[Stored data]
┌──

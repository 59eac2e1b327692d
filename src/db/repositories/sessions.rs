use anyhow::Result;
use chrono::{DateTime, Utc};
use rusqlite::{params, Row};

use crate::db::{
    connection::Database,
    helpers::{from_json, parse_datetime, parse_status, to_json},
    models::Session,
};

fn row_to_session(row: &Row) -> Result<Session> {
    let status: String = row.get("status")?;
    let models_json: String = row.get("models_json")?;
    let session_start_time: String = row.get("session_start_time")?;
    let created_at: String = row.get("created_at")?;
    let updated_at: String = row.get("updated_at")?;

    Ok(Session {
        session_id: row.get("session_id")?,
        device_id: row.get("device_id")?,
        status: parse_status(&status)?,
        models: from_json(&models_json, "models_json")?,
        session_start_time: parse_datetime(&session_start_time, "session_start_time")?,
        created_at: parse_datetime(&created_at, "created_at")?,
        updated_at: parse_datetime(&updated_at, "updated_at")?,
    })
}

impl Database {
    pub async fn insert_session(&self, session: &Session) -> Result<()> {
        let record = session.clone();
        self.execute(move |conn| {
            conn.execute(
                "INSERT INTO sessions (session_id, device_id, status, models_json, session_start_time, created_at, updated_at)
                 VALUES (?1, ?2, ?3, ?4, ?5, ?6, ?7)",
                params![
                    record.session_id,
                    record.device_id,
                    record.status.as_str(),
                    to_json(&record.models, "models")?,
                    record.session_start_time.to_rfc3339(),
                    record.created_at.to_rfc3339(),
                    record.updated_at.to_rfc3339(),
                ],
            )?;
            Ok(())
        })
        .await
    }

    pub async fn get_session(&self, session_id: &str) -> Result<Option<Session>> {
        let session_id = session_id.to_string();
        self.execute(move |conn| {
            let mut stmt = conn.prepare(
                "SELECT session_id, device_id, status, models_json, session_start_time, created_at, updated_at
                 FROM sessions
                 WHERE session_id = ?1",
            )?;

            let mut rows = stmt.query(params![session_id])?;
            let session = match rows.next()? {
                Some(row) => Some(row_to_session(row)?),
                None => None,
            };
            Ok(session)
        })
        .await
    }

    /// Sessions captured inside `[start, end_exclusive)`, newest first.
    pub async fn sessions_in_range(
        &self,
        start: DateTime<Utc>,
        end_exclusive: DateTime<Utc>,
    ) -> Result<Vec<Session>> {
        self.execute(move |conn| {
            let mut stmt = conn.prepare(
                "SELECT session_id, device_id, status, models_json, session_start_time, created_at, updated_at
                 FROM sessions
                 WHERE session_start_time >= ?1 AND session_start_time < ?2
                 ORDER BY session_start_time DESC",
            )?;

            let mut rows = stmt.query(params![start.to_rfc3339(), end_exclusive.to_rfc3339()])?;
            let mut sessions = Vec::new();
            while let Some(row) = rows.next()? {
                sessions.push(row_to_session(row)?);
            }
            Ok(sessions)
        })
        .await
    }

    /// Sessions captured on one device inside `[start, end_exclusive)`.
    pub async fn count_sessions(
        &self,
        device_id: &str,
        start: DateTime<Utc>,
        end_exclusive: DateTime<Utc>,
    ) -> Result<u64> {
        let device_id = device_id.to_string();
        self.execute(move |conn| {
            let count: i64 = conn.query_row(
                "SELECT COUNT(*) FROM sessions
                 WHERE device_id = ?1 AND updated_at >= ?2 AND updated_at < ?3",
                params![device_id, start.to_rfc3339(), end_exclusive.to_rfc3339()],
                |row| row.get(0),
            )?;
            Ok(count as u64)
        })
        .await
    }
}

└──

:: Task statement ::
Look above for the line holding "let device_id = device_id.to_string();" and the line holding "WHERE device_id = ?1", then output exactly those two lines and every line between them, nothing more.

:: Answer below ::
        let device_id = device_id.to_string();
        self.execute(move |conn| {
            let count: i64 = conn.query_row(
                "SELECT COUNT(*) FROM sessions
                 WHERE device_id = ?1 AND updated_at >= ?2 AND updated_at < ?3",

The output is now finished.